Sta incidendo più lui nella ricostruzione della Roma o Pioli nella conferma del Milan? “Per meriti e apertura mentale Pioli oggi è uno dei migliori tecnici italiani. Nel suo lavoro non c’è un punto debole: giovani diventati giocatori, l’entusiasmo ridato ai vecchi e alcune pedine come Kjaer rilanciate e diventate indispensabili. Hernandez lo ha portato ad un livello evoluto da farlo diventare importante in nazionale, Leao o Diaz sono due che quando non ci sono senti l’assenza, quando ci sono pesa la presenza”.
Mkhitaryan fatica nel ruolo di trequartista e centrocampista… “Nel 4-2-3-1 chiunque fa il trequartista deve saper essere anche centrocampista. Vale per lui e Zaniolo, ma anche per Diaz e Leao. Micki però non è solo tecnica, ha sempre avuto forza, gamba e potenza. La chiave è capire che tipo di rientri fare: se li fa fino all’area di rigore fatica, se fa dei rientri stretti, creando un centrocampo a tre, resta lucido. Sta girando basso, deve alzare il livello”.

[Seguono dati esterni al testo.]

//! # TitleBar Component
//!
//! Top status bar. Stateless: everything it shows arrives as props.
//!
//! ```text
//! fuelmap | Unleaded 91 | Map | updated 14:03 | 2 stations nearby
//! ```
//!
//! Segments with nothing to say are left out, so a fresh start reads
//! `fuelmap | Unleaded 91 | Map | Welcome to fuelmap!`.

use chrono::{DateTime, Local};
use ratatui::Frame;
use ratatui::layout::Rect;
use ratatui::style::{Modifier, Style};
use ratatui::text::{Line, Span};

use crate::core::fuel::FuelType;
use crate::core::view::ViewMode;
use crate::tui::component::Component;

pub struct TitleBar {
    pub fuel: Option<FuelType>,
    pub mode: ViewMode,
    /// When the snapshot on screen was fetched. `None` before the first fetch.
    pub fetched_at: Option<DateTime<Local>>,
    pub status_message: String,
    pub is_loading: bool,
}

impl TitleBar {
    pub fn new(
        fuel: Option<FuelType>,
        mode: ViewMode,
        fetched_at: Option<DateTime<Local>>,
        status_message: String,
        is_loading: bool,
    ) -> Self {
        Self {
            fuel,
            mode,
            fetched_at,
            status_message,
            is_loading,
        }
    }

    fn text(&self) -> String {
        let mut parts = vec![
            self.fuel
                .map(|f| f.label().to_string())
                .unwrap_or_else(|| "No fuel".to_string()),
            self.mode.label().to_string(),
        ];
        if let Some(at) = self.fetched_at {
            parts.push(format!("updated {}", at.format("%H:%M")));
        }
        if !self.status_message.is_empty() {
            parts.push(self.status_message.clone());
        }
        if self.is_loading {
            parts.push("⟳".to_string());
        }
        parts.join(" | ")
    }
}

impl Component for TitleBar {
    fn render(&mut self, frame: &mut Frame, area: Rect) {
        let line = Line::from(vec![
            Span::styled("fuelmap", Style::default().add_modifier(Modifier::BOLD)),
            Span::raw(" | "),
            Span::raw(self.text()),
        ]);
        frame.render_widget(line, area);
    }
}
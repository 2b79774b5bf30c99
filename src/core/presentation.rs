//! # Presentation Requests
//!
//! What the core asks the presentation layer to show. The core builds these
//! values; an adapter implementing [`PresentationSink`] carries them out.

use crate::core::focus::FocusEffect;
use crate::core::fuel::FuelType;
use crate::core::station::{Station, StationCollection};

#[derive(Debug, Clone)]
pub enum Presentation {
    /// Replace every pin on the map with this snapshot.
    Pins(StationCollection),
    /// Replace the ranked list. `fuel` is the fuel it was ranked by.
    Ranked {
        fuel: Option<FuelType>,
        stations: Vec<Station>,
    },
    Focus(FocusEffect),
}

impl Presentation {
    pub fn deliver(&self, sink: &mut dyn PresentationSink) {
        match self {
            Presentation::Pins(collection) => sink.place_pins(collection),
            Presentation::Ranked { fuel, stations } => sink.show_ranked(*fuel, stations),
            Presentation::Focus(effect) => sink.apply_focus(effect),
        }
    }
}

/// The consumer side of the presentation boundary.
pub trait PresentationSink {
    fn place_pins(&mut self, stations: &StationCollection);

    fn show_ranked(&mut self, fuel: Option<FuelType>, stations: &[Station]);

    fn apply_focus(&mut self, effect: &FocusEffect);
}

I due mediani della Roma che cosa devono fare per contenere i movimenti tra le linee dei trequartisti rossoneri? “La Roma ha bisogno del lavoro di Pellegrini sulla prima costruzione, tra i centrali del Milan e il mediano. Deve far tardare quella giocata per dare la possibilità ai due esterni di stringere il campo e ricompattare la linea con Cristante e Veretout. Ma la Roma, che fa una fase difensiva attiva e non passiva, dovrà stare anche attenta alla palla sopra l’ultima linea. Ibrahimovic non è uno che attacca la profondità, ma sa tirare fuori i centrali e gente come Leao o Saelemaekers sanno andare”.
Quindi è giusto giocarla con Ibra e non con Giroud? “Tutti e due non attaccano la profondità per età e attitudine, ma i tempi di gioco di Ibra e la sua classe a mandare gli altri Giroud non ce l’ha. Il Milan poi costruisce tanto anche con i terzini che entrano dentro il campo”.
Già, i terzini. Se quelli del Milan vanno dentro, quelli della Roma giocano più larghi… “È vero. La Roma sugli esterni lavora molto sui binari: Micki ed Elsha da una parte e Zaniolo dall’altra giocano con il piede invertito. Gli esterni del Milan entrano, palleggiano e ti fanno superiorità numerica, quelli della Roma cercano più l’ampiezza”.
Zaniolo-Hernandez: chi dovrà preoccuparsi più di chi? “Si equivalgono, sprigionano tecnica in velocità. Zaniolo dovrà far preoccupare Theo, uno che non si stanca di attaccarti. Dovrà essere bravo a farlo correre all’indietro e attaccarlo nel lungo o dentro, sul piede destro, per chiamare fuori Tomori e creare la superiorità numerica. Se Zaniolo crea dei dubbi nelle letture di Theo e Tomori lì la Roma può essere pericolosa”.
Abraham invece soffre un po’ quando gli spazi si riducono… “Deve migliorare nello smarcamento, scaricare meglio la marcatura con i contromovimenti, le finte o il controllo orientato. Gli ho visto fare giocate bellissime, se riesce a prendere quel mezzo secondo in più al difensore poi ha tecnica e fisico per far bene”.
Come la Roma può mettere in difficoltà il Milan e viceversa… “La Roma dovrà lavorare bene sulle catene esterne: accompagnare, far correre all’indietro gli esterni, Leao e Saelemaekers, creando dubbi ai terzini. E non può prescindere dall’entusiasmo calcistico di Pellegrini. Il Milan invece deve essere se stesso. E non uscire dalla partita come invece gli succede di recente. Gli uomini decisivi? Pellegrini, ma se giocherà anche Mkhitaryan che deve finalmente uscire dallo spartito e decidere, per bravura ed esperienza. Nel Milan quando c’è Ibra tutto passa da lui ma mi piace Leao: gioca libero di testa ed è sempre più coinvolto, felice anche di dare una mano”.